FIGURE 2.

Establishment and characterization of MØP on wt and ADAM17^ex/ex background. (A) Flow diagram of protocol to establish MØP from wt and ADAM17^ex/ex mice and further differentiation to M-MØ and GM-MØ by application of M-CSF and GM-CSF. Top, Scheme of the retroviral HoxB8 expression plasmid, which is used for estrogen-dependent immortalization of CD117-positive bone marrow–derived cells. (B) Electron microscopic picture of HoxB8-immortalized macrophage progenitor cells gained from wt and ADAM17^ex/ex mice, indicating equal shape and size of MØP. Scale bar, 10 μm. (C) Representative immunoblot of Con A–enriched ADAM17, validating protein expression in wt but not in ADAM17^ex/ex MØP using an N-terminal (10.1) Ab. (D) EM was performed on differentiated M-MØ and GM-MØ from wt and ADAM17^ex/ex MØP. M-MØ from either genetic background exhibit characteristic round cell structure, whereas the GM-MØ show a narrower cell shape with extensions.
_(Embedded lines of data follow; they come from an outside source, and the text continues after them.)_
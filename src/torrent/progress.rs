use std::net::SocketAddr;

use super::TorrentState;

/// Discrete events since the previous progress dispatch.
#[derive(Debug, Clone, PartialEq)]
pub enum StateChange {
    PeerConnected(SocketAddr),
    PeerDisconnected(SocketAddr),
    InChoke { addr: SocketAddr, choked: bool },
    OutChoke { addr: SocketAddr, choked: bool },
    FinishedPiece(usize),
    DiscardedPiece(usize),
    MetadataResolved,
    TorrentStateChange(TorrentState),
    /// A should-never-happen condition was observed and logged; the engine
    /// keeps running.
    InvariantViolation(String),
}

#[derive(Debug, Clone)]
pub struct PeerSnapshot {
    pub addr: SocketAddr,
    pub client_name: String,
    pub downloaded: u64,
    pub uploaded: u64,
    pub download_speed: u64,
    pub upload_speed: u64,
    pub peer_choking: bool,
    pub peer_interested: bool,
    pub am_choking: bool,
    pub am_interested: bool,
    pub pending_blocks: usize,
}

/// One per-tick progress frame.
#[derive(Debug, Clone, Default)]
pub struct ProgressUpdate {
    pub tick_num: usize,
    pub percent: f32,
    pub download_speed: u64,
    pub upload_speed: u64,
    pub peers: Vec<PeerSnapshot>,
    pub changes: Vec<StateChange>,
}

pub trait ProgressConsumer: Send + 'static {
    fn consume_progress(&mut self, progress: ProgressUpdate);
}

impl<F> ProgressConsumer for F
where
    F: FnMut(ProgressUpdate) + Send + 'static,
{
    fn consume_progress(&mut self, progress: ProgressUpdate) {
        self(progress);
    }
}

impl ProgressConsumer for tokio::sync::mpsc::Sender<ProgressUpdate> {
    fn consume_progress(&mut self, progress: ProgressUpdate) {
        let _ = self.try_send(progress);
    }
}

impl ProgressConsumer for tokio::sync::watch::Sender<ProgressUpdate> {
    fn consume_progress(&mut self, progress: ProgressUpdate) {
        let _ = self.send(progress);
    }
}

impl ProgressConsumer for flume::Sender<ProgressUpdate> {
    fn consume_progress(&mut self, progress: ProgressUpdate) {
        let _ = self.try_send(progress);
    }
}

impl ProgressConsumer for () {
    fn consume_progress(&mut self, _progress: ProgressUpdate) {}
}
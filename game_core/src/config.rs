use glam::Vec2;

use crate::params::Params;

/// Game configuration
#[derive(Debug, Clone)]
pub struct Config {
    pub field_width: f32,
    pub field_height: f32,
    pub goal_top: f32,
    pub goal_bottom: f32,
    pub goal_line_depth: f32,
    pub goal_marker_width: f32,
    pub player_size: f32,
    pub player_speed: f32,
    pub chase_min_distance: f32,
    pub ball_radius: f32,
    pub ball_friction: f32,
    pub serve_dx: f32,
    pub serve_dy: f32,
    pub possession_radius: f32,
    pub pass_power: f32,
    pub shot_power: f32,
}

impl Default for Config {
    fn default() -> Self {
        Self {
            field_width: Params::FIELD_WIDTH,
            field_height: Params::FIELD_HEIGHT,
            goal_top: Params::GOAL_TOP,
            goal_bottom: Params::GOAL_BOTTOM,
            goal_line_depth: Params::GOAL_LINE_DEPTH,
            goal_marker_width: Params::GOAL_MARKER_WIDTH,
            player_size: Params::PLAYER_SIZE,
            player_speed: Params::PLAYER_SPEED,
            chase_min_distance: Params::CHASE_MIN_DISTANCE,
            ball_radius: Params::BALL_RADIUS,
            ball_friction: Params::BALL_FRICTION,
            serve_dx: Params::SERVE_DX,
            serve_dy: Params::SERVE_DY,
            possession_radius: Params::POSSESSION_RADIUS,
            pass_power: Params::PASS_POWER,
            shot_power: Params::SHOT_POWER,
        }
    }
}

impl Config {
    pub fn new() -> Self {
        Self::default()
    }

    /// Default rules on a field sized to the host surface
    pub fn with_field(width: f32, height: f32) -> Self {
        Self {
            field_width: width,
            field_height: height,
            ..Self::default()
        }
    }

    /// Centre spot, where the ball is served from
    pub fn center(&self) -> Vec2 {
        Vec2::new(self.field_width / 2.0, self.field_height / 2.0)
    }

    /// Confine a goalie's y to the goal mouth
    pub fn clamp_goalie_y(&self, y: f32) -> f32 {
        y.clamp(self.goal_top, self.goal_bottom)
    }

    /// Strictly between the posts
    pub fn in_goal_mouth(&self, y: f32) -> bool {
        y > self.goal_top && y < self.goal_bottom
    }

    pub fn goal_height(&self) -> f32 {
        self.goal_bottom - self.goal_top
    }

    /// Shots aim at the middle of the right-hand touchline
    pub fn shot_target(&self) -> Vec2 {
        Vec2::new(self.field_width, self.field_height / 2.0)
    }
}
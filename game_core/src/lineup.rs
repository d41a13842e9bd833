use glam::Vec2;

use crate::components::{Role, Team};

/// One starting position
#[derive(Debug, Clone, Copy, PartialEq)]
pub struct Slot {
    pub team: Team,
    pub role: Role,
    pub pos: Vec2,
}

impl Slot {
    pub const fn new(team: Team, role: Role, x: f32, y: f32) -> Self {
        Self {
            team,
            role,
            pos: Vec2::new(x, y),
        }
    }
}

/// Starting positions for every player
#[derive(Debug, Clone)]
pub struct Lineup {
    pub slots: Vec<Slot>,
}

impl Lineup {
    /// Four a side: the human and two runners plus a keeper in blue,
    /// three runners plus a keeper in red. Laid out for an 800x500 field.
    pub fn standard() -> Self {
        use Role::*;
        use Team::*;

        let slots = vec![
            Slot::new(Blue, Controlled, 100.0, 200.0),
            Slot::new(Blue, Outfield, 120.0, 100.0),
            Slot::new(Blue, Outfield, 120.0, 300.0),
            Slot::new(Blue, Goalie, 20.0, 250.0),
            Slot::new(Red, Outfield, 600.0, 200.0),
            Slot::new(Red, Outfield, 620.0, 100.0),
            Slot::new(Red, Outfield, 620.0, 300.0),
            Slot::new(Red, Goalie, 770.0, 250.0),
        ];

        Self { slots }
    }
}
Scale bar, 20 μm. (E) FACS analysis of cell surface markers of differentiated M-MØ and GM-MØ in wt and ADAM17^ex/ex background in comparison with undifferentiated MØP. Shaded histograms represent the receptor staining of differentiated M-MØ or GM-MØ. Bold lines indicate receptor signal of undifferentiated MØP. Signal of the receptor staining increases according to differentiation and is independent of ADAM17 presence. The histograms are representative of plots from three independent experiments for each marker.